[Saved entries]
▬▬▬▬▬▬▬▬▬▬

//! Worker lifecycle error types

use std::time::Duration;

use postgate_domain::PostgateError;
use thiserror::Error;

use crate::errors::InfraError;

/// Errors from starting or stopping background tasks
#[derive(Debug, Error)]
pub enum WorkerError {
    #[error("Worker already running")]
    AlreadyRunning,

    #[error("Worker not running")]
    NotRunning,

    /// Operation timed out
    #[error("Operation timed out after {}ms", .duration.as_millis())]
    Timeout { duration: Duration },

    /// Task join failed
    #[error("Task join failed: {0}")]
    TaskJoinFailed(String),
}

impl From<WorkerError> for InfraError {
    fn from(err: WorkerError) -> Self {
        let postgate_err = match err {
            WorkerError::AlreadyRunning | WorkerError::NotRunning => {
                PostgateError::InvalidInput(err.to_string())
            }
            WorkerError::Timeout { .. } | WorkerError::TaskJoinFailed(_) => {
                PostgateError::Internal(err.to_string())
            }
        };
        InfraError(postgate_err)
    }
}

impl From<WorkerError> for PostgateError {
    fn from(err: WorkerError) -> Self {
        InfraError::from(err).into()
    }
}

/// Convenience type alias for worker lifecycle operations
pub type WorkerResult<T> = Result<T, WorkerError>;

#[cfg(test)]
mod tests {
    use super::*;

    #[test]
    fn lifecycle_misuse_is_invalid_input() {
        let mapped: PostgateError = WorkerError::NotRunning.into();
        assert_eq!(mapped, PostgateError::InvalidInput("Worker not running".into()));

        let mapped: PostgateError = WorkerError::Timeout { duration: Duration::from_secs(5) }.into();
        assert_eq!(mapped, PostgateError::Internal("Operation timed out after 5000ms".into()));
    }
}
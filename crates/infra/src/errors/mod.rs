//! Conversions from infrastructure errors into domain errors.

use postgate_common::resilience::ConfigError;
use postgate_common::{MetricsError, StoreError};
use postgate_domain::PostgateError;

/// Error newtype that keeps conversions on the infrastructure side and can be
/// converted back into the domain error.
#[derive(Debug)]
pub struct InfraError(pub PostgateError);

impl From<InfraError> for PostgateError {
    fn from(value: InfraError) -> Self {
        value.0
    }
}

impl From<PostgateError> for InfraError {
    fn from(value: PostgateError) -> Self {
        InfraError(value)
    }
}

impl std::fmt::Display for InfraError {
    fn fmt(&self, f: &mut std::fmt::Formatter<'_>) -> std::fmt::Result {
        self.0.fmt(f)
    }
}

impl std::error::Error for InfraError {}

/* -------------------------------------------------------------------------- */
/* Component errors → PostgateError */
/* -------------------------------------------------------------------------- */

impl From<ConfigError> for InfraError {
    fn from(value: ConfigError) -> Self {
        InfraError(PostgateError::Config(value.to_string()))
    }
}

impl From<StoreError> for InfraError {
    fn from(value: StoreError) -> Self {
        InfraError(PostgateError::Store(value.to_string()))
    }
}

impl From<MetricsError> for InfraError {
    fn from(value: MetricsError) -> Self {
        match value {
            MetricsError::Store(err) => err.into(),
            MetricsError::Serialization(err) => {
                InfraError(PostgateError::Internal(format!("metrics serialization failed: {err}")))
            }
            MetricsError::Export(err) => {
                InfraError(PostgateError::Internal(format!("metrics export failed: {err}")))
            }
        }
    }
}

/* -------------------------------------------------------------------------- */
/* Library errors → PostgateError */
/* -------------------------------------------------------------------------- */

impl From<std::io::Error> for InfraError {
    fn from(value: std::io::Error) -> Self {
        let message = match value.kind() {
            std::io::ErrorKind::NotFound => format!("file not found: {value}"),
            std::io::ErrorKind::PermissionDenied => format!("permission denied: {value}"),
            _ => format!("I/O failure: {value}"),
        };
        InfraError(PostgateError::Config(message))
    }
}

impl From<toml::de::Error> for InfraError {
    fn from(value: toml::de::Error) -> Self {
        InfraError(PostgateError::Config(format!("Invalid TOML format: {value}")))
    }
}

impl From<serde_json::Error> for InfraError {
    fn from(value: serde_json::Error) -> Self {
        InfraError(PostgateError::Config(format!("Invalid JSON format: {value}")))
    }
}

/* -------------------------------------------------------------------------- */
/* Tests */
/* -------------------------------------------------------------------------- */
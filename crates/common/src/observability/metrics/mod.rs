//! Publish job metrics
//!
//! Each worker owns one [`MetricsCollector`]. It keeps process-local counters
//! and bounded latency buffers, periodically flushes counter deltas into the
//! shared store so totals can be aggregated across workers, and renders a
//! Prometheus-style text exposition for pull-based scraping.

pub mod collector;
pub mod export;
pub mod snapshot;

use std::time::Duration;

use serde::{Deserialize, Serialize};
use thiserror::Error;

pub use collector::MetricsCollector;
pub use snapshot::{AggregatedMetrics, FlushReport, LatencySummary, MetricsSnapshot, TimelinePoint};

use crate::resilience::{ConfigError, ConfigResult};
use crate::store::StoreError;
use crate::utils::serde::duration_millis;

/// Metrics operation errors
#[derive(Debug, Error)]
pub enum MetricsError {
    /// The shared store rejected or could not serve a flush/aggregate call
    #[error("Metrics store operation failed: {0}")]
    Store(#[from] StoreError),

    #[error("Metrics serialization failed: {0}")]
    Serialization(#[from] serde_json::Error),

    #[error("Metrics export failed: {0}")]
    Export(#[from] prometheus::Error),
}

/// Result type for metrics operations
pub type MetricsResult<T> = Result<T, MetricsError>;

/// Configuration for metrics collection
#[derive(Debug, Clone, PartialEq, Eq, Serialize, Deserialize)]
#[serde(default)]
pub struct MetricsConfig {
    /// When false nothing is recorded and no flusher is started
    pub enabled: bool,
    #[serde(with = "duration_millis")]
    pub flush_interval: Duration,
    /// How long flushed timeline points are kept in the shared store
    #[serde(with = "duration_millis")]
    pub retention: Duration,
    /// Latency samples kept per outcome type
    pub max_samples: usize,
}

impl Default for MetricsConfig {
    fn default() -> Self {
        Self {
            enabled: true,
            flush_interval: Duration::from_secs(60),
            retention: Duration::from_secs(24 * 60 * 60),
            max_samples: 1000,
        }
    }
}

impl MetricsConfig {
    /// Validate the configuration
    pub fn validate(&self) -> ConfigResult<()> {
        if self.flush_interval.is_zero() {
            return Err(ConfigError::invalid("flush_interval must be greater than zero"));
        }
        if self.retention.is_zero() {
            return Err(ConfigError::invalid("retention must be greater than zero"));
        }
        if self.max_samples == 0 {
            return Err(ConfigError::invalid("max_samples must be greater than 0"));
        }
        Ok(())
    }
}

▬▬▬▬▬▬▬▬▬▬

#### Directions:
Copy out, word for word, the part of the entries above that begins at the line with "side and can be" and ends at the line with "fn from(value: StoreError)", including both.

#### Task result:
/// Error newtype that keeps conversions on the infrastructure side and can be
/// converted back into the domain error.
#[derive(Debug)]
pub struct InfraError(pub PostgateError);

impl From<InfraError> for PostgateError {
    fn from(value: InfraError) -> Self {
        value.0
    }
}

impl From<PostgateError> for InfraError {
    fn from(value: PostgateError) -> Self {
        InfraError(value)
    }
}

impl std::fmt::Display for InfraError {
    fn fmt(&self, f: &mut std::fmt::Formatter<'_>) -> std::fmt::Result {
        self.0.fmt(f)
    }
}

impl std::error::Error for InfraError {}

/* -------------------------------------------------------------------------- */
/* Component errors → PostgateError */
/* -------------------------------------------------------------------------- */

impl From<ConfigError> for InfraError {
    fn from(value: ConfigError) -> Self {
        InfraError(PostgateError::Config(value.to_string()))
    }
}

impl From<StoreError> for InfraError {
    fn from(value: StoreError) -> Self {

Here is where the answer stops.